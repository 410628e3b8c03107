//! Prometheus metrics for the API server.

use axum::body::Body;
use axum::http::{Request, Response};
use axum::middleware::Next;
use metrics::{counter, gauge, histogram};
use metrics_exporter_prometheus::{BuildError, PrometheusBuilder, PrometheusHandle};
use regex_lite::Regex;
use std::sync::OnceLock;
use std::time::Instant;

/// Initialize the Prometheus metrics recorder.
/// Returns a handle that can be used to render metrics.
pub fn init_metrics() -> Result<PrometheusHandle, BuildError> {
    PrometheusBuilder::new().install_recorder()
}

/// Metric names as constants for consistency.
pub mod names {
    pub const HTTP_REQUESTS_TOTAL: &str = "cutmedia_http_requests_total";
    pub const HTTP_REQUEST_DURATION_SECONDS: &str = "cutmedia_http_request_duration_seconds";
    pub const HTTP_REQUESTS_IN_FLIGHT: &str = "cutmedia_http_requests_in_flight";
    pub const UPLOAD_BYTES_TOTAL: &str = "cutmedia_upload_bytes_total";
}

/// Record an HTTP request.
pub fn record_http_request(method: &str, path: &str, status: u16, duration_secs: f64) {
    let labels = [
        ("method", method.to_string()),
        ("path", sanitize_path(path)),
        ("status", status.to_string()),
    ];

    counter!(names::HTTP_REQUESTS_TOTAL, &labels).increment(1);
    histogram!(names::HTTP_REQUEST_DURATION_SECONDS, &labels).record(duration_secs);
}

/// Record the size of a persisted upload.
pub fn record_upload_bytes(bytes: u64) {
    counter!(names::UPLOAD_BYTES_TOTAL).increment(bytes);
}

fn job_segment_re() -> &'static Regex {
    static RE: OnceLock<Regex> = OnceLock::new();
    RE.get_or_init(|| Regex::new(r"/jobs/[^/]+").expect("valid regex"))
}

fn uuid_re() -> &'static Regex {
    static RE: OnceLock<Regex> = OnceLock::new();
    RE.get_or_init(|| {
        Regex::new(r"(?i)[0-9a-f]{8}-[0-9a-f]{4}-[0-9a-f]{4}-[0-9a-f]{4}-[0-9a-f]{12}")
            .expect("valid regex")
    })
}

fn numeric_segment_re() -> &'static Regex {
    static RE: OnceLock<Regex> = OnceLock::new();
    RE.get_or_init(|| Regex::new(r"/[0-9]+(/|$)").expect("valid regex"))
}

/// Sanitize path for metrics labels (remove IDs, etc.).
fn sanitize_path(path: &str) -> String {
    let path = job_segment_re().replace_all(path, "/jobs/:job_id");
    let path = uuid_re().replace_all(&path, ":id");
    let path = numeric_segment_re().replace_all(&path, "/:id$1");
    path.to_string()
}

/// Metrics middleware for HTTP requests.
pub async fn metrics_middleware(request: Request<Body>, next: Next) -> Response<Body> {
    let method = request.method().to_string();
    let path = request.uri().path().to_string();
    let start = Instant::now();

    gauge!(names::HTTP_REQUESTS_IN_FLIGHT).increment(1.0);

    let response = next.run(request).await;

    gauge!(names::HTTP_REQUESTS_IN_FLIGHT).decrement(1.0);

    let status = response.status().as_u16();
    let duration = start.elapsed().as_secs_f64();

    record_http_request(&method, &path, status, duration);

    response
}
= = = = =
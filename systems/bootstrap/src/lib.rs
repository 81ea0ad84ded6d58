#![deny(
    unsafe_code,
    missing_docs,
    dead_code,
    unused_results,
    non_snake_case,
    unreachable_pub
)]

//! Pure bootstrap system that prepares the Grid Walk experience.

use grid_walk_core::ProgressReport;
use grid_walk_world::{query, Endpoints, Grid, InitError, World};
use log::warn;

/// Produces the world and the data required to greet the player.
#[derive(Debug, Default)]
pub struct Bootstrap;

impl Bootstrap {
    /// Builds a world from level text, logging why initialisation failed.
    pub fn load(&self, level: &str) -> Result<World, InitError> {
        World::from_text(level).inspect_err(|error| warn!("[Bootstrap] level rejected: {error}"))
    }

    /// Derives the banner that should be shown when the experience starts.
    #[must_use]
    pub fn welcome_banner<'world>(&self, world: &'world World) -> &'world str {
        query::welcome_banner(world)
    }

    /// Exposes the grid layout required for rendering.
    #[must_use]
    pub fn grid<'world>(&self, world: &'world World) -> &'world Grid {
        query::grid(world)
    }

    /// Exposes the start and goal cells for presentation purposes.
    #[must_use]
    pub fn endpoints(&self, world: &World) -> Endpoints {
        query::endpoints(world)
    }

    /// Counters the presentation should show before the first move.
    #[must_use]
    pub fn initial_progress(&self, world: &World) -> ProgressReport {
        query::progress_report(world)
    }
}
= = = = =
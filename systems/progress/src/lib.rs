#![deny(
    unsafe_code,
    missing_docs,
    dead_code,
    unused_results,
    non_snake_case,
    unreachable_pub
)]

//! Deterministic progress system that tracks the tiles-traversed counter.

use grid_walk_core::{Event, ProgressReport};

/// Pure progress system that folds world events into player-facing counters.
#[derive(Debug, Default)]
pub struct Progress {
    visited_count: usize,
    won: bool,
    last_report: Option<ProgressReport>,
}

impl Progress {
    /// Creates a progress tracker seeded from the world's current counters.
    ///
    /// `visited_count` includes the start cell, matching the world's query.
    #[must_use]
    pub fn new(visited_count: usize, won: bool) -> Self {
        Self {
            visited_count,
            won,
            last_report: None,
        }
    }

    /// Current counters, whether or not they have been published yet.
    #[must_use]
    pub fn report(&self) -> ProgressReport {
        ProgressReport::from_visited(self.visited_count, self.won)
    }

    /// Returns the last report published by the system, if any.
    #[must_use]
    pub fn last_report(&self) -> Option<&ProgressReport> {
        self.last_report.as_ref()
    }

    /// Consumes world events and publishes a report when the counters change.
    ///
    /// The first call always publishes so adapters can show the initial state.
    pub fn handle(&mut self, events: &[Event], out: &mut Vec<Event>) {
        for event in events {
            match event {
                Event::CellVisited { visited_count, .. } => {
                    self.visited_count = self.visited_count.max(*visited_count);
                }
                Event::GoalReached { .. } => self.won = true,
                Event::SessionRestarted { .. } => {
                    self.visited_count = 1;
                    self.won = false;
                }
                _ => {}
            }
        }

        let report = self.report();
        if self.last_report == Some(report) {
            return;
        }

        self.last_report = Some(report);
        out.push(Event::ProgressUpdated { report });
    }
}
= = = = =
Action item: Filter the preceding entries down to the lines with "warn".

Your response:
use log::warn;
        World::from_text(level).inspect_err(|error| warn!("[Bootstrap] level rejected: {error}"))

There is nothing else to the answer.